SaaS companies need to offer customers at least some flexibility in the type of data they can store in a hosted DB platform. For example, Force.com allows nearly complete customization. In addition, sometimes you want a more flexible schema so you can make quick changes in your program without bothering the DB with every change. This paper describes and compares several techniques:
- Private tables: Every customer gets their own custom tables in the DB. This is clearly not scalable. Consider 1000s of customers constantly tweaking their schema.
- Extension tables: Customers get custom tables that are joined with the base table.
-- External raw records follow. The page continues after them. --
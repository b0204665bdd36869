//! Results produced by the vision capabilities

use serde::{Deserialize, Serialize};
use uuid::Uuid;

use super::geometry::{Point, Rect, Size};

/// A live object detection on a camera frame
#[derive(Debug, Clone, PartialEq, Serialize, Deserialize)]
pub struct Detection {
    /// Normalized bounding box
    pub bounding_box: Rect,
    pub class_name: String,
    pub confidence: f32,
}

/// One label from an image classification
#[derive(Debug, Clone, PartialEq, Serialize, Deserialize)]
pub struct ClassificationResult {
    pub identifier: String,
    pub confidence: f32,
}

impl ClassificationResult {
    pub fn new<S: Into<String>>(identifier: S, confidence: f32) -> Self {
        Self {
            identifier: identifier.into(),
            confidence,
        }
    }
}

/// Shape category derived from a detected contour
#[derive(Debug, Clone, Copy, PartialEq, Eq, Hash, Serialize, Deserialize)]
pub enum ContourType {
    Document,
    Rectangle,
    Square,
    Complex,
    Simple,
}

impl ContourType {
    pub const ALL: [ContourType; 5] = [
        Self::Document,
        Self::Rectangle,
        Self::Square,
        Self::Complex,
        Self::Simple,
    ];

    /// Human readable label
    pub fn label(self) -> &'static str {
        match self {
            Self::Document => "Document",
            Self::Rectangle => "Rectangle",
            Self::Square => "Square",
            Self::Complex => "Complex Shape",
            Self::Simple => "Simple Shape",
        }
    }
}

/// A contour found in a still image
#[derive(Debug, Clone, PartialEq, Serialize, Deserialize)]
pub struct DetectedContour {
    pub id: Uuid,
    pub points: Vec<Point>,
    pub bounding_box: Rect,
    pub confidence: f32,
    pub aspect_ratio: f32,
    pub area: f32,
}

impl DetectedContour {
    /// Build a contour, deriving aspect ratio and area from the bounding box
    pub fn new(points: Vec<Point>, bounding_box: Rect, confidence: f32) -> Self {
        Self {
            id: Uuid::new_v4(),
            points,
            bounding_box,
            confidence,
            aspect_ratio: bounding_box.size.aspect_ratio(),
            area: bounding_box.area(),
        }
    }

    /// At least four points and a plausible aspect ratio
    pub fn is_rectangular(&self) -> bool {
        self.points.len() >= 4 && self.aspect_ratio > 0.3 && self.aspect_ratio < 3.0
    }

    pub fn contour_type(&self) -> ContourType {
        if self.is_rectangular() {
            if self.aspect_ratio > 1.2 && self.aspect_ratio < 1.8 {
                ContourType::Document
            } else if self.aspect_ratio > 0.6 && self.aspect_ratio < 1.4 {
                ContourType::Square
            } else {
                ContourType::Rectangle
            }
        } else if self.points.len() > 8 {
            ContourType::Complex
        } else {
            ContourType::Simple
        }
    }
}

/// Recognized text with its location
#[derive(Debug, Clone, Serialize, Deserialize)]
pub struct DetectedText {
    pub id: Uuid,
    pub text: String,
    /// Normalized (0..1) with a top-left origin
    pub bounding_box: Rect,
    pub confidence: f32,
    pub character_boxes: Vec<Rect>,
}

impl DetectedText {
    pub fn new<S: Into<String>>(text: S, bounding_box: Rect, confidence: f32) -> Self {
        Self {
            id: Uuid::new_v4(),
            text: text.into(),
            bounding_box,
            confidence,
            character_boxes: Vec::new(),
        }
    }

    /// Bounding box in the coordinates of a view displaying the image aspect-fit
    pub fn display_bounding_box(&self, image_size: Size, display_size: Size) -> Rect {
        self.bounding_box
            .aspect_fit_to_display(image_size, display_size)
    }
}

// Identity is the detection id, not its content.
impl PartialEq for DetectedText {
    fn eq(&self, other: &Self) -> bool {
        self.id == other.id
    }
}

/// Detection backend behind a unified object detector
#[derive(Debug, Clone, Copy, Default, PartialEq, Eq, Hash, Serialize, Deserialize)]
#[serde(rename_all = "snake_case")]
pub enum DetectionFramework {
    #[default]
    Vision,
    CoreMl,
}

impl DetectionFramework {
    pub fn label(self) -> &'static str {
        match self {
            Self::Vision => "Vision",
            Self::CoreMl => "Core ML",
        }
    }
}

/// An object found in a still image by a unified detector
#[derive(Debug, Clone, Serialize, Deserialize)]
pub struct DetectedObject {
    pub id: Uuid,
    /// Normalized (0..1) with a top-left origin
    pub bounding_box: Rect,
    pub class_name: String,
    pub confidence: f32,
    pub framework: DetectionFramework,
}

impl DetectedObject {
    pub fn new<S: Into<String>>(
        bounding_box: Rect,
        class_name: S,
        confidence: f32,
        framework: DetectionFramework,
    ) -> Self {
        Self {
            id: Uuid::new_v4(),
            bounding_box,
            class_name: class_name.into(),
            confidence,
            framework,
        }
    }

    /// Bounding box in the coordinates of a view displaying the image aspect-fit
    pub fn display_bounding_box(&self, image_size: Size, display_size: Size) -> Rect {
        self.bounding_box
            .aspect_fit_to_display(image_size, display_size)
    }
}

impl PartialEq for DetectedObject {
    fn eq(&self, other: &Self) -> bool {
        self.id == other.id
    }
}

/// Barcode encoding
#[derive(Debug, Clone, Copy, PartialEq, Eq, Hash, Serialize, Deserialize)]
#[serde(rename_all = "snake_case")]
pub enum BarcodeSymbology {
    Qr,
    Aztec,
    DataMatrix,
    Pdf417,
    Ean13,
    Code128,
    Other,
}

/// A barcode found in a still image
#[derive(Debug, Clone, PartialEq, Serialize, Deserialize)]
pub struct Barcode {
    /// Decoded content, absent when the symbol could not be read
    pub payload: Option<String>,
    pub symbology: BarcodeSymbology,
    pub bounding_box: Rect,
    pub confidence: f32,
}

impl Barcode {
    pub fn new(
        payload: Option<String>,
        symbology: BarcodeSymbology,
        bounding_box: Rect,
        confidence: f32,
    ) -> Self {
        Self {
            payload,
            symbology,
            bounding_box,
            confidence,
        }
    }

    pub fn is_qr(&self) -> bool {
        self.symbology == BarcodeSymbology::Qr
    }
}

/// Order barcodes for presentation: QR codes first, then by confidence
pub fn prioritize_barcodes(barcodes: &mut [Barcode]) {
    barcodes.sort_by(|lhs, rhs| {
        rhs.is_qr()
            .cmp(&lhs.is_qr())
            .then_with(|| rhs.confidence.total_cmp(&lhs.confidence))
    });
}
Only marginally better than private tables.
- Sparse columns: Allocate a table with lots of empty extra columns (force.com has 500 empty varchar columns). Then map custom fields to columns in your application. Most of these columns will be empty, so MSSQL has some optimizations for how this is stored.
- XML columns: All custom fields are stored as an XML blob in an extra column. The application is responsible for parsing it. FriendFeed used this technique.
- Pivot Tables: I think the paper is referring to column-oriented data stores in general. It’s not too different from 4, except all tables are stored in a single massive table.
If I want to easily support schema changes, I think I’d use a combination of 3 and 4. Basically, you have to write a schema interpreter that maps your types into storage. It’s not too bad… entity frameworks do it, Hibernate does it, Rails does it. AFAIK, none of them do 4, i.e. grab some fields stored within XML in a column. I’ll have to check on that.